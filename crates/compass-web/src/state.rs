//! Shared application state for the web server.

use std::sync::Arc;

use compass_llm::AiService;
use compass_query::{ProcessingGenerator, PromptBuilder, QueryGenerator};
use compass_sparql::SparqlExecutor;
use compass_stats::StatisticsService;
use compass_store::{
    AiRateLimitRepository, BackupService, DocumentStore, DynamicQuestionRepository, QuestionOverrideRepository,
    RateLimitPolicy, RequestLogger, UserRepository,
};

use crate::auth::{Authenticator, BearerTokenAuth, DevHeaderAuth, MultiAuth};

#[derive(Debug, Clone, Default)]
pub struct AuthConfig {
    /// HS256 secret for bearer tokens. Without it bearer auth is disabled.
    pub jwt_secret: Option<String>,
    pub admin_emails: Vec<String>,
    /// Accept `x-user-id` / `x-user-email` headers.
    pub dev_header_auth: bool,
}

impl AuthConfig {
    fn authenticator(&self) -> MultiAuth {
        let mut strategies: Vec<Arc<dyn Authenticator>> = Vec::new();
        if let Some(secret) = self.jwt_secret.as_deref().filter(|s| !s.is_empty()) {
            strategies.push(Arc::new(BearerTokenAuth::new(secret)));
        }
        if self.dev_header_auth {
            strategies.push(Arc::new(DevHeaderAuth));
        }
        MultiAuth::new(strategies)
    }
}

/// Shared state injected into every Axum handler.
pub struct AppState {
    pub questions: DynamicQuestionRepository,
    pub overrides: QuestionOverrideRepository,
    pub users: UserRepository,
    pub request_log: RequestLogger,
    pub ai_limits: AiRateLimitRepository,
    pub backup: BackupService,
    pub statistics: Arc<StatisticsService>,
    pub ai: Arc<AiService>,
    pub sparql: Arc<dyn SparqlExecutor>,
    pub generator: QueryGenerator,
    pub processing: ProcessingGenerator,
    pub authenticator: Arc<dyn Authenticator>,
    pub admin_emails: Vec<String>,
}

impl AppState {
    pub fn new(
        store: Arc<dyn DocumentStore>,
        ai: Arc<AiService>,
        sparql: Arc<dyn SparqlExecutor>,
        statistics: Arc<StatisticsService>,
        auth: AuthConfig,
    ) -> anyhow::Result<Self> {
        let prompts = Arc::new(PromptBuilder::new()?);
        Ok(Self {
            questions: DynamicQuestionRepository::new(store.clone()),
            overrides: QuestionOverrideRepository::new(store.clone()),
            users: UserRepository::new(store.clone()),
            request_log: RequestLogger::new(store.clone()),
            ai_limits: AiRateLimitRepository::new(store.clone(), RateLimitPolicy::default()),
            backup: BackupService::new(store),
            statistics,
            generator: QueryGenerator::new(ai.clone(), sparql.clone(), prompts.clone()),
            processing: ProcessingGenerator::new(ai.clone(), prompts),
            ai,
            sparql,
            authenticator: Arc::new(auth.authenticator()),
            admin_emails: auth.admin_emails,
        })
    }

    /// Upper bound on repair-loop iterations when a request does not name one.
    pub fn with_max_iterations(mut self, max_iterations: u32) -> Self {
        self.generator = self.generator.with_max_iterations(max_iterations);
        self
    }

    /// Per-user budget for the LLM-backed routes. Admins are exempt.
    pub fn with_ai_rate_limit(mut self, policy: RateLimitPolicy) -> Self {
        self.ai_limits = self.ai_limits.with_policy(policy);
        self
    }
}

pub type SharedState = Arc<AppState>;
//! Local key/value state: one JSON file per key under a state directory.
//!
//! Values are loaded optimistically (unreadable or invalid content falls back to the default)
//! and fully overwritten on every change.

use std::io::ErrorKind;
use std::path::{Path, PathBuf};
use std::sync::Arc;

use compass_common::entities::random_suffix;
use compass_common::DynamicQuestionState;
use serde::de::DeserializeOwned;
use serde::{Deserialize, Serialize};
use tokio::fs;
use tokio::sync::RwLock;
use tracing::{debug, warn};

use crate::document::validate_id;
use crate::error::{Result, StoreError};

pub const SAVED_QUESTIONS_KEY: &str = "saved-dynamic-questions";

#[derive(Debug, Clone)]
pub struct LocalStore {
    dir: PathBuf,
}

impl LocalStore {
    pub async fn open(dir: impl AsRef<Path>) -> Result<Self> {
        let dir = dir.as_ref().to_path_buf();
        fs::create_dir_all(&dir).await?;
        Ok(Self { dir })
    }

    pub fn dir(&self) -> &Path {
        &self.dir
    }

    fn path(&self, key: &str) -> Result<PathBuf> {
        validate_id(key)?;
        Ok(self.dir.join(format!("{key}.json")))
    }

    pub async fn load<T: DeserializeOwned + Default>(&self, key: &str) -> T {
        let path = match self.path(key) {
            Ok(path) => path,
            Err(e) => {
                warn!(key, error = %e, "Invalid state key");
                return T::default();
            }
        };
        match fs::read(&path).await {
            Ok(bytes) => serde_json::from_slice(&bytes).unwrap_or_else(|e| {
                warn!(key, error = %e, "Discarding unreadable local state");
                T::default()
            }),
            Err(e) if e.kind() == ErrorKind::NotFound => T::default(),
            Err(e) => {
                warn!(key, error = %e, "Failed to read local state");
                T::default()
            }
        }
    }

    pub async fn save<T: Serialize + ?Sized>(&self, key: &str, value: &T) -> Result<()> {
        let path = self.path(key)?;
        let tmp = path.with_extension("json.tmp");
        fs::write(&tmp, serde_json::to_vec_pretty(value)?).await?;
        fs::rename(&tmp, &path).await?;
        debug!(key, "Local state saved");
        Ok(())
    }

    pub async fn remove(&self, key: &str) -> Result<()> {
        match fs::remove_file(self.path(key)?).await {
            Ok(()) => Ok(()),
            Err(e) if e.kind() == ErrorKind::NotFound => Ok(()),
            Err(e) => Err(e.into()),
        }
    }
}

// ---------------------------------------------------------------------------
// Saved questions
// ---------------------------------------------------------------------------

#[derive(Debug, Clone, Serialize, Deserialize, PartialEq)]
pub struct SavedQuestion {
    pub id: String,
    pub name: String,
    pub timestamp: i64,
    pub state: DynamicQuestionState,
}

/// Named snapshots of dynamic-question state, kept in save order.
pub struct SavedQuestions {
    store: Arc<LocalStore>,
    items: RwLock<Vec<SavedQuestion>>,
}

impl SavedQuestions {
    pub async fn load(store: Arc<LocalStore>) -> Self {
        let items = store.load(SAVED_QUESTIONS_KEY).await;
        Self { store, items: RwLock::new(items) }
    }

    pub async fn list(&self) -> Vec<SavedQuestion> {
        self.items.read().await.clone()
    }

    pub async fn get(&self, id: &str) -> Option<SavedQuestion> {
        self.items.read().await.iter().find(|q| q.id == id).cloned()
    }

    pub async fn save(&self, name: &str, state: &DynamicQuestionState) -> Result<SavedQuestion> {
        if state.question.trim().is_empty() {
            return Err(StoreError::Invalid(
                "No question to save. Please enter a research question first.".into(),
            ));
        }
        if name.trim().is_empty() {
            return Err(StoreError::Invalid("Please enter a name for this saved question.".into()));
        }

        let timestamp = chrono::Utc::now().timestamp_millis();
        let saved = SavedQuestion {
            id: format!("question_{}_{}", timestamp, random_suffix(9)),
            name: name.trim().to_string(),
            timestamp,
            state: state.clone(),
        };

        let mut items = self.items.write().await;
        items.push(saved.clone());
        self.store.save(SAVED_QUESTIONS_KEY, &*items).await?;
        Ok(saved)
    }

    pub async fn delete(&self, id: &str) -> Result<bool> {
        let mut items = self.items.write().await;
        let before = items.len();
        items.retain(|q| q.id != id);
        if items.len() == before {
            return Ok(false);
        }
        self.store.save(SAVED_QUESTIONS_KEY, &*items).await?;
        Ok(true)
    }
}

--

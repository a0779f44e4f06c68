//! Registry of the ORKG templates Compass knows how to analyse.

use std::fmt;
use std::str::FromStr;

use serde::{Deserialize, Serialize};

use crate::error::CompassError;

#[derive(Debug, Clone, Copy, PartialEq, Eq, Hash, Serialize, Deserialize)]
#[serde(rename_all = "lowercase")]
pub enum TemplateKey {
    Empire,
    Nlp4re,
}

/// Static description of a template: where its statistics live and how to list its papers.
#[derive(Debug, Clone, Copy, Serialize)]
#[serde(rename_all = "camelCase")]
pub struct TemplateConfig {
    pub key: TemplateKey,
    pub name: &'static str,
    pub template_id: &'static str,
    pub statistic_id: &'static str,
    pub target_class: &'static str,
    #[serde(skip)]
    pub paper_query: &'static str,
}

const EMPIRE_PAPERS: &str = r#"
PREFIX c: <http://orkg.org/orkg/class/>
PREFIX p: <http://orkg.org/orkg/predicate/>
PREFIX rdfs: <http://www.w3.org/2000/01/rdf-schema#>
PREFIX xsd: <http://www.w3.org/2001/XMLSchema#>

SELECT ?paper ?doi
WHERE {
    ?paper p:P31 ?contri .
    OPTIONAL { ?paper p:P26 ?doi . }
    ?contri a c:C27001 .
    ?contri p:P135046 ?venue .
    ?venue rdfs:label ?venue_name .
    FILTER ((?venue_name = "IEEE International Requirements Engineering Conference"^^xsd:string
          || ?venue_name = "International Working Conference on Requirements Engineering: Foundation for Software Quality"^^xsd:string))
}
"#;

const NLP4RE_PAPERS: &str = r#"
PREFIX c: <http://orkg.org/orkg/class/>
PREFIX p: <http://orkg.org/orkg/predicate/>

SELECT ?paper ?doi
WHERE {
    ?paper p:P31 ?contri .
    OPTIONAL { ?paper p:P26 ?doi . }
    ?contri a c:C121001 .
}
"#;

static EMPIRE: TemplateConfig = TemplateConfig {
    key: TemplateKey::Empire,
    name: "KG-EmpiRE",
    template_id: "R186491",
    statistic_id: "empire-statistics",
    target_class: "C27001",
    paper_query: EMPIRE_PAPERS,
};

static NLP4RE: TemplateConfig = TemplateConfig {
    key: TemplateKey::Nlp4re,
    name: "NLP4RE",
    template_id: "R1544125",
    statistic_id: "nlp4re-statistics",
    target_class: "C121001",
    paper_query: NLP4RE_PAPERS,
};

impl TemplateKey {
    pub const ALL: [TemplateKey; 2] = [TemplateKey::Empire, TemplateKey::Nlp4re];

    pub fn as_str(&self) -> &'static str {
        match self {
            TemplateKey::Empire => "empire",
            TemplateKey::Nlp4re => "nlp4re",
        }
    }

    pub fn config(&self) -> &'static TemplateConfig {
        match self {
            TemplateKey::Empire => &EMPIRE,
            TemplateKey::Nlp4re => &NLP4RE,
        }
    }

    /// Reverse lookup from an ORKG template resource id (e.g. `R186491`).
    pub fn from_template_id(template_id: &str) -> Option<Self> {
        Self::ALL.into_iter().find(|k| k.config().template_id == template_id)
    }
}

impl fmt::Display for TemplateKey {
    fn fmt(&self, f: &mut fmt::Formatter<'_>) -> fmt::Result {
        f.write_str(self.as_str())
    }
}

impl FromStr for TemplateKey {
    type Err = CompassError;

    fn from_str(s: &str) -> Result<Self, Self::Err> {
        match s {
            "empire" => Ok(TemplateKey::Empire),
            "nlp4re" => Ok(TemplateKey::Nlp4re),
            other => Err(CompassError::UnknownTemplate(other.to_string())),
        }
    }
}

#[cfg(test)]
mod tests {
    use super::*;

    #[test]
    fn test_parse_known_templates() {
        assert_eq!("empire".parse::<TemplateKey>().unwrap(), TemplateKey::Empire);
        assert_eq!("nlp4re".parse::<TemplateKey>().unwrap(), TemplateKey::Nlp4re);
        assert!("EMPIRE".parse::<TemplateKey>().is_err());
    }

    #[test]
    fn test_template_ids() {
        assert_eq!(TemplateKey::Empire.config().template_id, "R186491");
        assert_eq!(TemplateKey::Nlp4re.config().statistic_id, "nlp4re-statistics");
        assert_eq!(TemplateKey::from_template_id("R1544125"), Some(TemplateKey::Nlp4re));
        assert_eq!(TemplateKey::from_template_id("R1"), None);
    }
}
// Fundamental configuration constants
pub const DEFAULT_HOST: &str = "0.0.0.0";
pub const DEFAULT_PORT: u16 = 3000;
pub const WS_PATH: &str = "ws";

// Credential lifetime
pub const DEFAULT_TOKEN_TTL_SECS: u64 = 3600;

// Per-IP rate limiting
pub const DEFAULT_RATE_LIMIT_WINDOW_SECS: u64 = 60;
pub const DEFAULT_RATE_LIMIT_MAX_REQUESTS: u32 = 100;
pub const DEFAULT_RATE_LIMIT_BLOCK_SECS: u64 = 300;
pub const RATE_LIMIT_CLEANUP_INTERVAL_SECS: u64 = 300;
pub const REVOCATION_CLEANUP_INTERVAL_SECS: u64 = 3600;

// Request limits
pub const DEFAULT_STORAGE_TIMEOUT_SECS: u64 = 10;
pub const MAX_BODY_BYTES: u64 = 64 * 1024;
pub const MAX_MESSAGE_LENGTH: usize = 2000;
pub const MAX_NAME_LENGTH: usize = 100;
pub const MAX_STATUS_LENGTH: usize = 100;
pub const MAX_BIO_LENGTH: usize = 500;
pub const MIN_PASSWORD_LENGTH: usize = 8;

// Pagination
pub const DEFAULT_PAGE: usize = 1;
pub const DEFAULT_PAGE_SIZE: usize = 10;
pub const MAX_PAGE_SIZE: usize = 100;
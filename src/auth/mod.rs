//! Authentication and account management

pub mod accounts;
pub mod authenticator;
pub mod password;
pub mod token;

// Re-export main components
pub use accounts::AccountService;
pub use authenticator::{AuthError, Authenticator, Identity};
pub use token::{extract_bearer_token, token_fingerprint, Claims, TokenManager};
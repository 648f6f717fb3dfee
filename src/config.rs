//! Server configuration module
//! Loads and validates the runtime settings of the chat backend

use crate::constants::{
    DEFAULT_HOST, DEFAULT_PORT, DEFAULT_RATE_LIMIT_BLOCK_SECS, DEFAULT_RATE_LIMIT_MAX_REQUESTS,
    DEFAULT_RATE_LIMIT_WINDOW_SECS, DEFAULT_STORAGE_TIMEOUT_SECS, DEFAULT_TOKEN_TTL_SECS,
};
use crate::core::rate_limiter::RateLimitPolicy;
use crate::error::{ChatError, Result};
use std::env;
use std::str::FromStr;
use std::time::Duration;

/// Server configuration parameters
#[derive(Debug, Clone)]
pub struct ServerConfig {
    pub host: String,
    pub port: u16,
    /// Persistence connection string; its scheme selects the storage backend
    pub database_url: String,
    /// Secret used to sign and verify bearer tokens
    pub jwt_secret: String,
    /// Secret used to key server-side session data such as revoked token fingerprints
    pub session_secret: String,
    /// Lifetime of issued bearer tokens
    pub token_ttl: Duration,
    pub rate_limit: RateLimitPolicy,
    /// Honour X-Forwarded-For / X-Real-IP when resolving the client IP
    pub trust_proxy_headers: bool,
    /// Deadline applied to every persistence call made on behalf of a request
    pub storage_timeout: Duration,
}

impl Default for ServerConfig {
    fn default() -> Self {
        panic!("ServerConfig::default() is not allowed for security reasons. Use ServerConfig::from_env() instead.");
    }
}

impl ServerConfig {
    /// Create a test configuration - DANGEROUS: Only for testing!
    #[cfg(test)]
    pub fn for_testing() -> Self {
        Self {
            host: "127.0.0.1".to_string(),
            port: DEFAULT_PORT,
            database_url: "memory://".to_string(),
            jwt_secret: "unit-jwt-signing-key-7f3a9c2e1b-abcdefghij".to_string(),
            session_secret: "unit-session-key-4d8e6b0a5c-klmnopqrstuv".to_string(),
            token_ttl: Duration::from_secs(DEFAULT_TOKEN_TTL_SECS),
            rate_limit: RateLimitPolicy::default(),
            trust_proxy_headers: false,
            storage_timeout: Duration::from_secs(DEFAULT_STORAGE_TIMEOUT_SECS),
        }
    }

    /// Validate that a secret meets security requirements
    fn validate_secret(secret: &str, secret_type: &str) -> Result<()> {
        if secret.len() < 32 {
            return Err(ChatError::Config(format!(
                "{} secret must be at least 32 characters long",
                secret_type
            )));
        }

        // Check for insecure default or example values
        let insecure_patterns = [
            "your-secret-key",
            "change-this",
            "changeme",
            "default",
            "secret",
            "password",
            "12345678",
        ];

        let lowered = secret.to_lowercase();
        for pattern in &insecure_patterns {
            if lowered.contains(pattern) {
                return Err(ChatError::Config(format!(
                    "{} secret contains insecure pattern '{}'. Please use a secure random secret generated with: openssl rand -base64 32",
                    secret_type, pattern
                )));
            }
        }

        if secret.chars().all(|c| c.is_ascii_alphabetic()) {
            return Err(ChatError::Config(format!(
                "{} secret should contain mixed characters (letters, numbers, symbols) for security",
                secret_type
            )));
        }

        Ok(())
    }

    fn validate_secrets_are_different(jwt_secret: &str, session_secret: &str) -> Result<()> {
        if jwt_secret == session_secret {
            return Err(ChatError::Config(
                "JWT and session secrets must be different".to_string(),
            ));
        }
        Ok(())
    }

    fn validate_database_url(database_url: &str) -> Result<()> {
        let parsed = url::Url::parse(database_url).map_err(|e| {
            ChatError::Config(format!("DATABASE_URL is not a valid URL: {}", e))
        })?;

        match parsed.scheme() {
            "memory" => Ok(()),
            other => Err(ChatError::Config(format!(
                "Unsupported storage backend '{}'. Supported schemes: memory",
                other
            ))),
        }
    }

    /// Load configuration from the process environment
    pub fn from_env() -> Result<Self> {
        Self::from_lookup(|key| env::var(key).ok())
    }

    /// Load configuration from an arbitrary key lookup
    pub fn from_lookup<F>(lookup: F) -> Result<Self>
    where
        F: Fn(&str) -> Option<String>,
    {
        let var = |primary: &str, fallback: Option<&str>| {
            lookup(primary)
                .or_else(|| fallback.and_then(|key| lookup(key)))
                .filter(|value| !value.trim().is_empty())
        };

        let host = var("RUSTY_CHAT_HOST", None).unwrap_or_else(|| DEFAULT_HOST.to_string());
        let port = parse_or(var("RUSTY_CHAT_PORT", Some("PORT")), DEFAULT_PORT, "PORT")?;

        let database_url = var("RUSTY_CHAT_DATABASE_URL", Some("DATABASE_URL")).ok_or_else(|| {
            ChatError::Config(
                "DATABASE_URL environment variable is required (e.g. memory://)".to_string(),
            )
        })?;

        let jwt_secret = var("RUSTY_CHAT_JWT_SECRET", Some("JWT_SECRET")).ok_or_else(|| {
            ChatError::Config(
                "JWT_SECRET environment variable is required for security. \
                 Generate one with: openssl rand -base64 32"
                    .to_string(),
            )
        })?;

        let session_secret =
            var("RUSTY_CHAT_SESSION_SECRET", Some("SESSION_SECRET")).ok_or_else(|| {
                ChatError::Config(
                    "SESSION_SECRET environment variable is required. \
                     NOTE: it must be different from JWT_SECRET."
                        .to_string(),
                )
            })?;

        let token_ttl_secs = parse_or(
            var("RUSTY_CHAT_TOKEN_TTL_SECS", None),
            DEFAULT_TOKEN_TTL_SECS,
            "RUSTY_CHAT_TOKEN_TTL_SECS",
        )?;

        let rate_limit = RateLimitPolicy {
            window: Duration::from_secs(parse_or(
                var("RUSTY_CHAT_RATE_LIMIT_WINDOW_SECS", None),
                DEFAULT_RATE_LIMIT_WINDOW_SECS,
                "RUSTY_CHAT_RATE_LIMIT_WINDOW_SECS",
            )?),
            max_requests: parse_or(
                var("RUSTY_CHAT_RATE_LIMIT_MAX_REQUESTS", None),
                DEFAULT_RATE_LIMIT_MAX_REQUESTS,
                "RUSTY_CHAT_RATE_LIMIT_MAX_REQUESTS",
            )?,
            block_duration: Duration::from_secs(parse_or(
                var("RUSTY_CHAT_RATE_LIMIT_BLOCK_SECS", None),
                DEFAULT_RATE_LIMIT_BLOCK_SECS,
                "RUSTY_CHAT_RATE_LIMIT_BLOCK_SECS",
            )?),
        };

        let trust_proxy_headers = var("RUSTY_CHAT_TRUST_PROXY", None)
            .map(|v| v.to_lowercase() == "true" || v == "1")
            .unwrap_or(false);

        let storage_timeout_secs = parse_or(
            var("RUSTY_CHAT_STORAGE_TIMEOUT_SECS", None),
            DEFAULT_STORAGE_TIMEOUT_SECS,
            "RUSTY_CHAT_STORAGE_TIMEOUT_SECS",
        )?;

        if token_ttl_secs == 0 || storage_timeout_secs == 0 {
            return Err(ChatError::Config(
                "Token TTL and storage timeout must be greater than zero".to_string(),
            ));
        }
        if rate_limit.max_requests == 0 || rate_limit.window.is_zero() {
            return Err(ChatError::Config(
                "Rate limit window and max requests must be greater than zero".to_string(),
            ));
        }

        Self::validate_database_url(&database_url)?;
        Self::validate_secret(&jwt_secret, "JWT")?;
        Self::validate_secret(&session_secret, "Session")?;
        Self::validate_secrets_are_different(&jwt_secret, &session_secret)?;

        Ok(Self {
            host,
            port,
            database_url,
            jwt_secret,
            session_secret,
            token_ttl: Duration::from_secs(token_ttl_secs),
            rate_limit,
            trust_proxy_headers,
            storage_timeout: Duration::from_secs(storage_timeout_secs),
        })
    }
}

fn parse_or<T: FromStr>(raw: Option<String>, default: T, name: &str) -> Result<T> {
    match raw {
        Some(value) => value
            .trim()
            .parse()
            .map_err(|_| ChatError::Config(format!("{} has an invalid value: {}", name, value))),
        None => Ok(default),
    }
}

==

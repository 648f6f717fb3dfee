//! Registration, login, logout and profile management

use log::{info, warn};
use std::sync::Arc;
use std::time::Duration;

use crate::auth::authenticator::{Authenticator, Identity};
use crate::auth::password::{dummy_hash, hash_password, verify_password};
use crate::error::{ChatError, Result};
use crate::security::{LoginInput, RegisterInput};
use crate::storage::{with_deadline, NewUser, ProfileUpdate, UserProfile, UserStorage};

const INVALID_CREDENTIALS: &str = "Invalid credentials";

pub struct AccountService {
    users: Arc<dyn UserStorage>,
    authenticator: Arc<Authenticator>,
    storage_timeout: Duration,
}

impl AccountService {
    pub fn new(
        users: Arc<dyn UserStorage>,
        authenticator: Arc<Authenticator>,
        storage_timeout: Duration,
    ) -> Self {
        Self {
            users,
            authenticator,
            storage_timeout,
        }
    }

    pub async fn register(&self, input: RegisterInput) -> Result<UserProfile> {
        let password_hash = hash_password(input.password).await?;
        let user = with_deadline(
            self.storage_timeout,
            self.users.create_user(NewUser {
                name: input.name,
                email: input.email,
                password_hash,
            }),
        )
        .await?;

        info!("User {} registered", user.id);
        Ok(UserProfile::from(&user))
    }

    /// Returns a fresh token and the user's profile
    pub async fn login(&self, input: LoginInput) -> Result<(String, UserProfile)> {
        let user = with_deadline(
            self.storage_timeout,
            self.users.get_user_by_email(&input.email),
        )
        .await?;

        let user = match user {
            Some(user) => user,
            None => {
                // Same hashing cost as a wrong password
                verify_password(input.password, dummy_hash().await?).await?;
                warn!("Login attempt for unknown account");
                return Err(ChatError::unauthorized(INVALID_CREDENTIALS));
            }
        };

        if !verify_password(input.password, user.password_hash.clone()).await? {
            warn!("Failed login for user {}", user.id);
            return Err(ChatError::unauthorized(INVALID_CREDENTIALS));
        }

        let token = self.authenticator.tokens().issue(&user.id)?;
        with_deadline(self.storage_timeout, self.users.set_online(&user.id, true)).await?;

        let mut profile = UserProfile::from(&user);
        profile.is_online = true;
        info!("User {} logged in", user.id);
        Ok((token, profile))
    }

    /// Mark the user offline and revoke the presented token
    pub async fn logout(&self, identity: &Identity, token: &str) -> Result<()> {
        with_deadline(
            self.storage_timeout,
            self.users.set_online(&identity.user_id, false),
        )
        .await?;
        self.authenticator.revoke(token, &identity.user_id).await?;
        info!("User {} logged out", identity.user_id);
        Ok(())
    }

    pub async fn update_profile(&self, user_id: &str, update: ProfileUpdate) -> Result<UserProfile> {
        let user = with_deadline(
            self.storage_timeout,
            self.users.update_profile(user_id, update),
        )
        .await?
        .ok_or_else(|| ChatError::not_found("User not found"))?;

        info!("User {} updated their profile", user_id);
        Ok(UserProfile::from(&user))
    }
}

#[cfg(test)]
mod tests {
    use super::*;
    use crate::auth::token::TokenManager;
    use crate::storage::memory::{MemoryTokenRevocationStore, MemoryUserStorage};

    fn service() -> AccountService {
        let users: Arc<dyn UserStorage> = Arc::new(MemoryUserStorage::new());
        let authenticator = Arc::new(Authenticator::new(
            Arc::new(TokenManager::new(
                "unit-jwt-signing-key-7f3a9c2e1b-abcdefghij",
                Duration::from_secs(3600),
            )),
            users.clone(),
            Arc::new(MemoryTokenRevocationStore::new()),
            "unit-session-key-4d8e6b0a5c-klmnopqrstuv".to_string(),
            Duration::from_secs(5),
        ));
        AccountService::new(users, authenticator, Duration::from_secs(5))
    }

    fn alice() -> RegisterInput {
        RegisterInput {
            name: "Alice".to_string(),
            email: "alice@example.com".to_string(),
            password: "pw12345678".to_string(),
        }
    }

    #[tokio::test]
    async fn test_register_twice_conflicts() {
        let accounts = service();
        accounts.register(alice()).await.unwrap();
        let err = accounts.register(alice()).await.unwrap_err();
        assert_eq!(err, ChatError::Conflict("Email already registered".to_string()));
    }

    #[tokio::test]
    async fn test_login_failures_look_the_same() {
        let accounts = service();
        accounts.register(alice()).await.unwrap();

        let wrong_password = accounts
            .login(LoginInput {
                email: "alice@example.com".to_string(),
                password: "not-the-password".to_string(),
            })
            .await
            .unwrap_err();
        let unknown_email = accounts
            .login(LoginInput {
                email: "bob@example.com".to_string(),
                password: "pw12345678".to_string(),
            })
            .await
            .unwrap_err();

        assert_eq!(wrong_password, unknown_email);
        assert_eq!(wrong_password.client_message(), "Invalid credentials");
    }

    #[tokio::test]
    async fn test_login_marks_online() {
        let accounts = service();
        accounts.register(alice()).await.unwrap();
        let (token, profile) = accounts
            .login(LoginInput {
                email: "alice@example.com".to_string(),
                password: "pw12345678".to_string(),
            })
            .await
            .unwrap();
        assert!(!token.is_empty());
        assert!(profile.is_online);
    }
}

_What you will do_: Scan the listing for the string "FromStr". Copy each line that has it.

_Solution to this problem_:
use std::str::FromStr;
impl FromStr for TemplateKey {
use std::str::FromStr;
fn parse_or<T: FromStr>(raw: Option<String>, default: T, name: &str) -> Result<T> {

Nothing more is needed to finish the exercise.